- Orihime Inoue as illustrated by Tite Kubo
- First appearance: Bleach chapter 2: "Starter" (2001)
- Created by: Tite Kubo
- Portrayed by: Erina Mano
- Voiced by: Japanese Yuki Matsuoka English Stephanie Sheh

In-universe information
- Gender: Female
- Family: Sora Inoue (older brother, deceased)
- Spouse: Ichigo Kurosaki
- Children: Kazui Kurosaki (son)
- Relatives: Isshin Kurosaki (father-in-law) Masaki Kurosaki (mother-in-law, deceased) Yuzu Kurosaki (sister-in-law) Karin Kurosaki (sister-in-law)
- Nationality: Japanese

= Orihime Inoue =

Fictional character from Bleach

 is a fictional character of the manga series Bleach and its adaptations created by Tite Kubo. She is one of Ichigo Kurosaki's friends. Like the many other characters in the series, she quickly develops powers of her own after Ichigo becomes a Soul Reaper. Throughout the series, Orihime learns about Ichigo's duty as a Soul Reaper and accompanies him when they go to the Soul Society to save Rukia Kuchiki, and is depicted as Ichigo's wife in the epilogue.

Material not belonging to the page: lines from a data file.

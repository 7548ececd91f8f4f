// End-to-end tests against a real server using a WebSocket client

use axum::body::Body;
use axum::http::{header, Request, StatusCode};
use futures::{SinkExt, StreamExt};
use serde_json::{json, Value};
use std::time::Duration;
use tokio::net::TcpListener;
use tokio::time::{sleep, timeout, Instant};
use tokio_tungstenite::connect_async;
use tokio_tungstenite::tungstenite::protocol::frame::coding::CloseCode;
use tokio_tungstenite::tungstenite::Message;
use tower::ServiceExt;
use transcription_relay::{create_router, AppState, BroadcastPolicy, Config};

const TIMEOUT: Duration = Duration::from_secs(5);

type WsStream = tokio_tungstenite::WebSocketStream<
    tokio_tungstenite::MaybeTlsStream<tokio::net::TcpStream>,
>;

/// Boot a server on an ephemeral port and return its WS URL + state
async fn boot_server(cfg: Config) -> (String, AppState) {
    let state = AppState::new(&cfg);
    let listener = TcpListener::bind("127.0.0.1:0").await.unwrap();
    let addr = listener.local_addr().unwrap();
    let app = create_router(state.clone());

    tokio::spawn(async move {
        axum::serve(listener, app).await.unwrap();
    });

    (format!("ws://{}/ws", addr), state)
}

async fn connect(url: &str) -> WsStream {
    let (ws, _) = timeout(TIMEOUT, connect_async(url))
        .await
        .expect("connect timed out")
        .expect("connect failed");
    ws
}

async fn wait_for_connections(state: &AppState, expected: usize) {
    let deadline = Instant::now() + TIMEOUT;
    while state.registry().len().await != expected {
        assert!(
            Instant::now() < deadline,
            "expected {} connections, have {}",
            expected,
            state.registry().len().await
        );
        sleep(Duration::from_millis(10)).await;
    }
}

/// Next JSON text frame, skipping control frames
async fn next_json(ws: &mut WsStream) -> Value {
    loop {
        let msg = timeout(TIMEOUT, ws.next())
            .await
            .expect("no frame before timeout")
            .expect("stream ended")
            .expect("read failed");
        match msg {
            Message::Text(text) => return serde_json::from_str(text.as_str()).unwrap(),
            Message::Ping(_) | Message::Pong(_) => continue,
            other => panic!("unexpected frame: {:?}", other),
        }
    }
}

/// Assert nothing but control frames arrive within a short window
async fn assert_silent(ws: &mut WsStream) {
    let window = timeout(Duration::from_millis(200), async {
        loop {
            match ws.next().await {
                Some(Ok(Message::Ping(_))) | Some(Ok(Message::Pong(_))) => continue,
                other => return other,
            }
        }
    })
    .await;
    assert!(window.is_err(), "unexpected frame: {:?}", window);
}

async fn send_json(ws: &mut WsStream, value: Value) {
    ws.send(Message::text(value.to_string())).await.unwrap();
}

#[tokio::test]
async fn test_accuracy_metrics_reach_every_peer() {
    let (url, state) = boot_server(Config::default()).await;
    let mut peer1 = connect(&url).await;
    let mut peer2 = connect(&url).await;
    let mut peer3 = connect(&url).await;
    wait_for_connections(&state, 3).await;

    send_json(
        &mut peer1,
        json!({"type": "accuracy_metrics", "data": {"accuracy": 0.87}}),
    )
    .await;

    let mut stamps = Vec::new();
    for peer in [&mut peer2, &mut peer3] {
        let frame = next_json(peer).await;
        assert_eq!(frame["type"], "accuracy_metrics");
        assert_eq!(frame["data"], json!({"accuracy": 0.87}));
        stamps.push(frame["timestamp"].as_i64().unwrap());
        assert_silent(peer).await;
    }
    assert_eq!(stamps[0], stamps[1], "one stamp per broadcast");

    // Default policy echoes back to the sender
    let echoed = next_json(&mut peer1).await;
    assert_eq!(echoed["type"], "accuracy_metrics");
}

#[tokio::test]
async fn test_exclude_sender_policy() {
    let mut cfg = Config::default();
    cfg.websocket.broadcast_policy = BroadcastPolicy::ExcludeSender;
    let (url, state) = boot_server(cfg).await;
    let mut sender = connect(&url).await;
    let mut viewer = connect(&url).await;
    wait_for_connections(&state, 2).await;

    send_json(
        &mut sender,
        json!({"type": "latency_metrics", "data": {"latency": 120}}),
    )
    .await;

    let frame = next_json(&mut viewer).await;
    assert_eq!(frame["data"]["latency"], 120);
    assert_silent(&mut sender).await;
}

#[tokio::test]
async fn test_disconnect_deregisters_peer() {
    let (url, state) = boot_server(Config::default()).await;
    let mut peer1 = connect(&url).await;
    let mut peer2 = connect(&url).await;
    let mut peer3 = connect(&url).await;
    wait_for_connections(&state, 3).await;

    peer2.close(None).await.unwrap();
    wait_for_connections(&state, 2).await;

    send_json(
        &mut peer1,
        json!({"type": "transcription_result", "data": {"text": "still here", "confidence": 0.8, "latency": 60}}),
    )
    .await;

    let frame = next_json(&mut peer3).await;
    assert_eq!(frame["data"]["text"], "still here");
    assert_eq!(state.registry().len().await, 2);
}

#[tokio::test]
async fn test_malformed_frame_keeps_connections_open() {
    let (url, state) = boot_server(Config::default()).await;
    let mut peer_a = connect(&url).await;
    let mut peer_b = connect(&url).await;
    wait_for_connections(&state, 2).await;

    peer_a
        .send(Message::text("this is not json"))
        .await
        .unwrap();
    send_json(&mut peer_a, json!({"type": "mystery", "data": {}})).await;
    assert_silent(&mut peer_b).await;
    assert_eq!(state.registry().len().await, 2);

    send_json(
        &mut peer_b,
        json!({"type": "latency_metrics", "data": {"latency": 33}}),
    )
    .await;
    assert_eq!(next_json(&mut peer_a).await["data"]["latency"], 33);
    assert_eq!(next_json(&mut peer_b).await["data"]["latency"], 33);
}

#[tokio::test]
async fn test_malformed_notice_when_enabled() {
    let mut cfg = Config::default();
    cfg.websocket.notify_malformed = true;
    let (url, state) = boot_server(cfg).await;
    let mut peer_a = connect(&url).await;
    let mut peer_b = connect(&url).await;
    wait_for_connections(&state, 2).await;

    send_json(&mut peer_a, json!({"type": "latency_metrics"})).await;

    let notice = next_json(&mut peer_a).await;
    assert_eq!(notice["type"], "error");
    assert_eq!(notice["data"]["reason"], "missing `data`");
    assert_silent(&mut peer_b).await;
}

#[tokio::test]
async fn test_simulated_transcription_reaches_socket_peers() {
    let (url, state) = boot_server(Config::default()).await;
    let mut viewer = connect(&url).await;
    wait_for_connections(&state, 1).await;

    // Same state as the socket server, so the broadcast reaches `viewer`
    let request = Request::builder()
        .method("POST")
        .uri("/api/simulate-transcription")
        .header(header::CONTENT_TYPE, "application/json")
        .body(Body::from(
            json!({"text": "hi", "confidence": 0.9, "latency": 80}).to_string(),
        ))
        .unwrap();
    let response = create_router(state.clone()).oneshot(request).await.unwrap();
    assert_eq!(response.status(), StatusCode::OK);

    let frame = next_json(&mut viewer).await;
    assert_eq!(frame["type"], "transcription_result");
    assert_eq!(frame["data"]["text"], "hi");
    assert_silent(&mut viewer).await;
}

#[tokio::test]
async fn test_client_close_completes_handshake() {
    let (url, state) = boot_server(Config::default()).await;
    let mut peer = connect(&url).await;
    wait_for_connections(&state, 1).await;

    peer.close(None).await.unwrap();

    // The server answers with its own close frame instead of dropping TCP
    let reply = timeout(TIMEOUT, peer.next())
        .await
        .expect("close reply before timeout");
    assert!(
        matches!(reply, Some(Ok(Message::Close(_)))),
        "expected close reply, got {:?}",
        reply
    );
    wait_for_connections(&state, 0).await;
}

#[tokio::test]
async fn test_root_path_also_upgrades() {
    let (url, state) = boot_server(Config::default()).await;
    let root = url.trim_end_matches("/ws").to_string() + "/";
    let _peer = connect(&root).await;
    wait_for_connections(&state, 1).await;
}

#[tokio::test]
async fn test_silent_peer_is_dropped_by_heartbeat() {
    let mut cfg = Config::default();
    cfg.websocket.heartbeat_interval_ms = 100;
    let (url, state) = boot_server(cfg).await;

    // Never read, so the client never answers pings
    let _silent = connect(&url).await;
    wait_for_connections(&state, 1).await;
    wait_for_connections(&state, 0).await;
}

#[tokio::test]
async fn test_shutdown_closes_sessions() {
    let (url, state) = boot_server(Config::default()).await;
    let mut peer = connect(&url).await;
    wait_for_connections(&state, 1).await;

    state.shutdown();

    let msg = timeout(TIMEOUT, peer.next())
        .await
        .expect("close frame before timeout")
        .expect("stream ended")
        .expect("read failed");
    match msg {
        Message::Close(Some(frame)) => assert_eq!(frame.code, CloseCode::Away),
        other => panic!("expected close frame, got {:?}", other),
    }
    wait_for_connections(&state, 0).await;
}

Besides the manga series, Orihime appears in other media, including the anime series, anime films, video games and rock musicals. She has been fairly popular among readers of the manga since her introduction, having ranked within the top 10 or the top 20 in all of the characters popularity polls of the series. Additionally, Orihime has gained additional popularity via the Loituma Girl internet meme, and various pieces of merchandising have been developed based on her appearance such as figurines and key chains. Publications from manga, anime and other media have also commented on her character with most praising her traits and development.

In the anime adaptation, Orihime is voiced by Yuki Matsuoka in Japanese. In the English dub, she is voiced by Stephanie Sheh. In the 2018 live-action film Bleach, she is portrayed by Japanese actress and singer Erina Mano.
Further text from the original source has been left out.